Return only the lines of the listing below that run from the line with "pub enum Queue" through the line with "pub struct NotificationSchedule", both ends included, exactly as written.

_Records to use_
------------------------------------------------------------
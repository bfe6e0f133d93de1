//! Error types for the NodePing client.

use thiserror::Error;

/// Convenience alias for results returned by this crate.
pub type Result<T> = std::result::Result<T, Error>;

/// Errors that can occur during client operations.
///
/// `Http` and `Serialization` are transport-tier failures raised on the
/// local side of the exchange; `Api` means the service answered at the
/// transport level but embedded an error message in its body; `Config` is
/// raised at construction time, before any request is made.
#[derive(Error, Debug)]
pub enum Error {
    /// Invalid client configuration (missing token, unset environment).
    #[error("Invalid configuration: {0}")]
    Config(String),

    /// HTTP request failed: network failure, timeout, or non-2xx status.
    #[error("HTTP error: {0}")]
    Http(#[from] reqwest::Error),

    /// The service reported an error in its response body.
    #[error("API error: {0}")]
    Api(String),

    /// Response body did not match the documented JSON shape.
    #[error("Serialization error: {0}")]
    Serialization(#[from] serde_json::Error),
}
------------------------------------------------------------
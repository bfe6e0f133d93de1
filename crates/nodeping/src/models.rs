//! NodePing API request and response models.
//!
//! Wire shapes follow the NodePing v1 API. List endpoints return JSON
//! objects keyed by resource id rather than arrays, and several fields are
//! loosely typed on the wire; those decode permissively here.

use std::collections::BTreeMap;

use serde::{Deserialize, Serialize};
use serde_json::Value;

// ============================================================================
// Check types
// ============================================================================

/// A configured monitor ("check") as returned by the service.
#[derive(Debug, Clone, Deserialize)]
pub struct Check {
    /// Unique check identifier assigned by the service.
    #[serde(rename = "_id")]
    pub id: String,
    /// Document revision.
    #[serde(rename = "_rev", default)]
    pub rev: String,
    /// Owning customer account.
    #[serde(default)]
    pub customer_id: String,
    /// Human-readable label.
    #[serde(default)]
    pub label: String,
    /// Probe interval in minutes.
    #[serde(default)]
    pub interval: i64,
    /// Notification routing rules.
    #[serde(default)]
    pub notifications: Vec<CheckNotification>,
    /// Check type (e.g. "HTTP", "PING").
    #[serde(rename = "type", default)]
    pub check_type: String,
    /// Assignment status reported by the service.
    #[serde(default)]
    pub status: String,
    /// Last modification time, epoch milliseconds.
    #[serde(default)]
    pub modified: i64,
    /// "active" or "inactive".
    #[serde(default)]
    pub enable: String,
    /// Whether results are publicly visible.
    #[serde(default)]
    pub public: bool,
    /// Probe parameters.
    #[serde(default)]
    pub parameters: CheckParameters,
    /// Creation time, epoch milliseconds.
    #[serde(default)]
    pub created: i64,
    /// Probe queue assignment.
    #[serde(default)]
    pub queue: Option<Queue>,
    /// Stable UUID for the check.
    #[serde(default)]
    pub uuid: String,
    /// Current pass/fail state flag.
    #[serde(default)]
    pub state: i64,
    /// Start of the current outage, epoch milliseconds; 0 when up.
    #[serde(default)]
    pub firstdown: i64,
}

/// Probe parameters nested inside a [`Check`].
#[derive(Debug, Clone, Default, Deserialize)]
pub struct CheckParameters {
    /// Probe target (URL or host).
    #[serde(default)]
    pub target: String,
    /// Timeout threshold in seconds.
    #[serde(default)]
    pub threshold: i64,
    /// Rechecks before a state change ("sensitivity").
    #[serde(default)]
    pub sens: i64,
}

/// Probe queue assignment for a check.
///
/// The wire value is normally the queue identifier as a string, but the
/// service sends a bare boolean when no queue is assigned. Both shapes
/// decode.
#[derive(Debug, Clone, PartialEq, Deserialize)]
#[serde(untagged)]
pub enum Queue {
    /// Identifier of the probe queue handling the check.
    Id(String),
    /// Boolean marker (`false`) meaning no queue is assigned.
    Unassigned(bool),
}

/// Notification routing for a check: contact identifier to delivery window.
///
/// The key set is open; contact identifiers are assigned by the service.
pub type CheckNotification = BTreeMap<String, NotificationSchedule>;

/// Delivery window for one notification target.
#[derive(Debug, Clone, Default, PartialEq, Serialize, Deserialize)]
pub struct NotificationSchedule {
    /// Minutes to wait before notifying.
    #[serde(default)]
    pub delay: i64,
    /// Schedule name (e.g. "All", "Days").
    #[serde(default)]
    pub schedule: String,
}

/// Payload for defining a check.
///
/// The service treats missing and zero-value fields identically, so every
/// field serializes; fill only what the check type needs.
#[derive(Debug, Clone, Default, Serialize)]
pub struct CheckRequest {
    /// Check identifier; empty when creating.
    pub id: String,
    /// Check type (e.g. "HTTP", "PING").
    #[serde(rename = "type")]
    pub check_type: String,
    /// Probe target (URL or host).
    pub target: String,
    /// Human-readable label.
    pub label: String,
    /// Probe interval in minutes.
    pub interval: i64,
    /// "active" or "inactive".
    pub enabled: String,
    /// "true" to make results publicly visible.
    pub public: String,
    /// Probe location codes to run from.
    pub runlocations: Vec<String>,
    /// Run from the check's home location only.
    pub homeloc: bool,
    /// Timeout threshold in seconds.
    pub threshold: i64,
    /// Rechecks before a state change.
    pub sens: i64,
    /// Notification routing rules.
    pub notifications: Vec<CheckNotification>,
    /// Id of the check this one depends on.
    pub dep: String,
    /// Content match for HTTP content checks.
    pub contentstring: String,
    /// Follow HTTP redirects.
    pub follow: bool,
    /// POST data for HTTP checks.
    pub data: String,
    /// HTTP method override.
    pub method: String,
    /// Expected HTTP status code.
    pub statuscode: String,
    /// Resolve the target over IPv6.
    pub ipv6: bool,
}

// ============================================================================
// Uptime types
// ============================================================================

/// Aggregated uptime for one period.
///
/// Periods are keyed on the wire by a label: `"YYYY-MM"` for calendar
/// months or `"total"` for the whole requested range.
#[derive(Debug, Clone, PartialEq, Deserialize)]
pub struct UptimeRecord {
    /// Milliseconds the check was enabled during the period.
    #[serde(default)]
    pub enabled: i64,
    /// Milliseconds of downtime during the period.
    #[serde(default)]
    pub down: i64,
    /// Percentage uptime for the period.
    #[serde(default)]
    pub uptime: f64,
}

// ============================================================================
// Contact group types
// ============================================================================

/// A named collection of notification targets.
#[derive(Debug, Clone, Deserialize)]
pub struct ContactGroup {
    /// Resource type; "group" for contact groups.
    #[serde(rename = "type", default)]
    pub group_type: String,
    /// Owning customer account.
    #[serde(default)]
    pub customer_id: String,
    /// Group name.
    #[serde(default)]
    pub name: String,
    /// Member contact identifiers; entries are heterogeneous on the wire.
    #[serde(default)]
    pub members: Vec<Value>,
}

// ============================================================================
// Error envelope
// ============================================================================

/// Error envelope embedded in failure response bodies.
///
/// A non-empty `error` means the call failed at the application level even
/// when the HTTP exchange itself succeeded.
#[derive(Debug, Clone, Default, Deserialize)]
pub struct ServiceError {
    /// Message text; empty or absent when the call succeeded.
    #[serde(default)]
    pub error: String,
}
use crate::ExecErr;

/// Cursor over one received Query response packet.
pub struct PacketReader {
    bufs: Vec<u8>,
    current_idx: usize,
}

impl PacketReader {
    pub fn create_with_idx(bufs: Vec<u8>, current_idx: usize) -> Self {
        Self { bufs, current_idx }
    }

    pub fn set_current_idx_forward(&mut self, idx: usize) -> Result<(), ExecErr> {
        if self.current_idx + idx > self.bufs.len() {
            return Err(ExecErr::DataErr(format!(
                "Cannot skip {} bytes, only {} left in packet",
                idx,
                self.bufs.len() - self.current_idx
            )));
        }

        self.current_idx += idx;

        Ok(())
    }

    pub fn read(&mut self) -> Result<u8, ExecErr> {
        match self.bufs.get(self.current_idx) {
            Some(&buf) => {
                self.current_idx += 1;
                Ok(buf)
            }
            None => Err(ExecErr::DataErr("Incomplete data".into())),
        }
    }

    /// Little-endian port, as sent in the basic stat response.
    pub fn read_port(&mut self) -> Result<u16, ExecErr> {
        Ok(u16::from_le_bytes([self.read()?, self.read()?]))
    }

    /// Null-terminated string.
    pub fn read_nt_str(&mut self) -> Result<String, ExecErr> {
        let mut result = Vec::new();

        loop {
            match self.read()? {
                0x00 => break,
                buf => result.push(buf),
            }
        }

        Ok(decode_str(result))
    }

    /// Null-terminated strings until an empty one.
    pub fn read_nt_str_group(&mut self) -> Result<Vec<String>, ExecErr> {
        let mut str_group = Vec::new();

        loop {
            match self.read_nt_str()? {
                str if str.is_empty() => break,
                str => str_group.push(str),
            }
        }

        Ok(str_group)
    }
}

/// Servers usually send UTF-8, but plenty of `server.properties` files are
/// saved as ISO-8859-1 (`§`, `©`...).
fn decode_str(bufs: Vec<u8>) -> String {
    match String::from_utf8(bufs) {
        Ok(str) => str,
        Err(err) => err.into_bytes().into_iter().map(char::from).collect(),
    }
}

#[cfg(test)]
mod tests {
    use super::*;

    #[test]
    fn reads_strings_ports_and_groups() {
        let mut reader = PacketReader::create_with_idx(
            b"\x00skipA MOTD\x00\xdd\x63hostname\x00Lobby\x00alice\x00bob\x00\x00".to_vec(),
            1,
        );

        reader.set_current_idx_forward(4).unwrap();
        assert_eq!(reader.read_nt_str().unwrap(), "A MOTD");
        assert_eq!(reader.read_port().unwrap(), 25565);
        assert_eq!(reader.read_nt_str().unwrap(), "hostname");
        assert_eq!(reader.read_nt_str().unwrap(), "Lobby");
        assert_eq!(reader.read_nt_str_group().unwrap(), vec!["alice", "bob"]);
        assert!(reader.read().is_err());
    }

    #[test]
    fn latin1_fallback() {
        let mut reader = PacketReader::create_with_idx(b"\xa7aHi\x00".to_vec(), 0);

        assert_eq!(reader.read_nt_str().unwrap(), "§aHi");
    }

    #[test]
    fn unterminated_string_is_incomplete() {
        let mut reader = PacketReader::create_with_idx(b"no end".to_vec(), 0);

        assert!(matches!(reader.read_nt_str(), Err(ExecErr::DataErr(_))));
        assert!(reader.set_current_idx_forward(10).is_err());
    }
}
------------------------------------------------------------
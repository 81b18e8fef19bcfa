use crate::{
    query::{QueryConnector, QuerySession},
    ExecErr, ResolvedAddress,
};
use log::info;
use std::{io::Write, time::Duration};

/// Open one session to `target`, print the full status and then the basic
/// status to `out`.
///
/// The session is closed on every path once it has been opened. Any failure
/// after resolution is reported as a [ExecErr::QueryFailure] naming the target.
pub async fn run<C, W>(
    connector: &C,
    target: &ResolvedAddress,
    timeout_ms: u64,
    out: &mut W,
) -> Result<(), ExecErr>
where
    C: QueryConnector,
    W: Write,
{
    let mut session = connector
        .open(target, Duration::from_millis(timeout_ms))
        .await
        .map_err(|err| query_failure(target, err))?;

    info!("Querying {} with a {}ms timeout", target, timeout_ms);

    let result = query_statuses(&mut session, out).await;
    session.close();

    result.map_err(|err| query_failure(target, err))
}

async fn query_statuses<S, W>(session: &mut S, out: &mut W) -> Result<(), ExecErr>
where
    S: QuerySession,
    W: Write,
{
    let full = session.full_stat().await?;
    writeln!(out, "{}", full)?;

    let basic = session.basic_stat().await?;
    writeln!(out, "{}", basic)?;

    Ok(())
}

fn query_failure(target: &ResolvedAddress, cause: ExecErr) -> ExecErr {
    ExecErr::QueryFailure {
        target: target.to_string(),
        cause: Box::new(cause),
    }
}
------------------------------------------------------------
_Exercise result_
pub enum Queue {
    /// Identifier of the probe queue handling the check.
    Id(String),
    /// Boolean marker (`false`) meaning no queue is assigned.
    Unassigned(bool),
}

/// Notification routing for a check: contact identifier to delivery window.
///
/// The key set is open; contact identifiers are assigned by the service.
pub type CheckNotification = BTreeMap<String, NotificationSchedule>;

/// Delivery window for one notification target.
#[derive(Debug, Clone, Default, PartialEq, Serialize, Deserialize)]
pub struct NotificationSchedule {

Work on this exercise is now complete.